§ **TASK PROMPT**
Copy out the data line by line exactly, from its start to the line bearing "pub fn truncate_for_log(s: &str, max: usize)", inclusive.

§ **Data extracted from a collection**
§ §

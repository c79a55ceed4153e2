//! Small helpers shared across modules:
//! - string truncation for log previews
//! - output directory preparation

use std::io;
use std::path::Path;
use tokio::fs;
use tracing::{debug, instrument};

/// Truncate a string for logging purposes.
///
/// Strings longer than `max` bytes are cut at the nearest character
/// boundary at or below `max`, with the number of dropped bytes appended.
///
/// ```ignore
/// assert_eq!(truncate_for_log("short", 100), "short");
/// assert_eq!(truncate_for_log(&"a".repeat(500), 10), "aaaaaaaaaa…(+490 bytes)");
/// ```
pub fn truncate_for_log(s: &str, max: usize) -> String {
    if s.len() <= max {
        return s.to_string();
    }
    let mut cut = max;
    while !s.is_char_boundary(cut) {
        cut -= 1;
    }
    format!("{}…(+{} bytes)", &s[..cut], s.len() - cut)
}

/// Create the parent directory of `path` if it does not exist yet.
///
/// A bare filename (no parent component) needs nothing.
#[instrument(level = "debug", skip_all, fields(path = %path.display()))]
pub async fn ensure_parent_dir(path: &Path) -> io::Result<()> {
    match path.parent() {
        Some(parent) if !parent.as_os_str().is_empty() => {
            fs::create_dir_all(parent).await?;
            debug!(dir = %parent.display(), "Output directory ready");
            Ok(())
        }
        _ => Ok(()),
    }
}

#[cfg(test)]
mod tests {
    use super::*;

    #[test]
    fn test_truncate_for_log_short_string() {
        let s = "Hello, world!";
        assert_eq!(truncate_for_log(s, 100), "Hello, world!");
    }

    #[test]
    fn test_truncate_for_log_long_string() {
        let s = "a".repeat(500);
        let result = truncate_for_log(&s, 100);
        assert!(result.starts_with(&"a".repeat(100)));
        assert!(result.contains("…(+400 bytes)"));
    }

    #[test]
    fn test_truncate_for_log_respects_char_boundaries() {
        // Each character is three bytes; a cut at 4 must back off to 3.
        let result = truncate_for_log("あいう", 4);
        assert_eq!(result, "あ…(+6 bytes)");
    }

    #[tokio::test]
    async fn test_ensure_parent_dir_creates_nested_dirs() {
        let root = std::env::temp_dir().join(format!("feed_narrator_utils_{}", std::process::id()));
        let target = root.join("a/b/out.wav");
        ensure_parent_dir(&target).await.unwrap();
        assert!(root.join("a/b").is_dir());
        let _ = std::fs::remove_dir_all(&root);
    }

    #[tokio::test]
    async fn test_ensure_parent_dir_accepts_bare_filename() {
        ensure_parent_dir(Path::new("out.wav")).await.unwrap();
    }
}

§ §

§ **ANSWER SECTION**
repository c79a55ceed4153e2
//! Small helpers shared across modules:
//! - string truncation for log previews
//! - output directory preparation

use std::io;
use std::path::Path;
use tokio::fs;
use tracing::{debug, instrument};

/// Truncate a string for logging purposes.
///
/// Strings longer than `max` bytes are cut at the nearest character
/// boundary at or below `max`, with the number of dropped bytes appended.
///
/// ```ignore
/// assert_eq!(truncate_for_log("short", 100), "short");
/// assert_eq!(truncate_for_log(&"a".repeat(500), 10), "aaaaaaaaaa…(+490 bytes)");
/// ```
pub fn truncate_for_log(s: &str, max: usize) -> String {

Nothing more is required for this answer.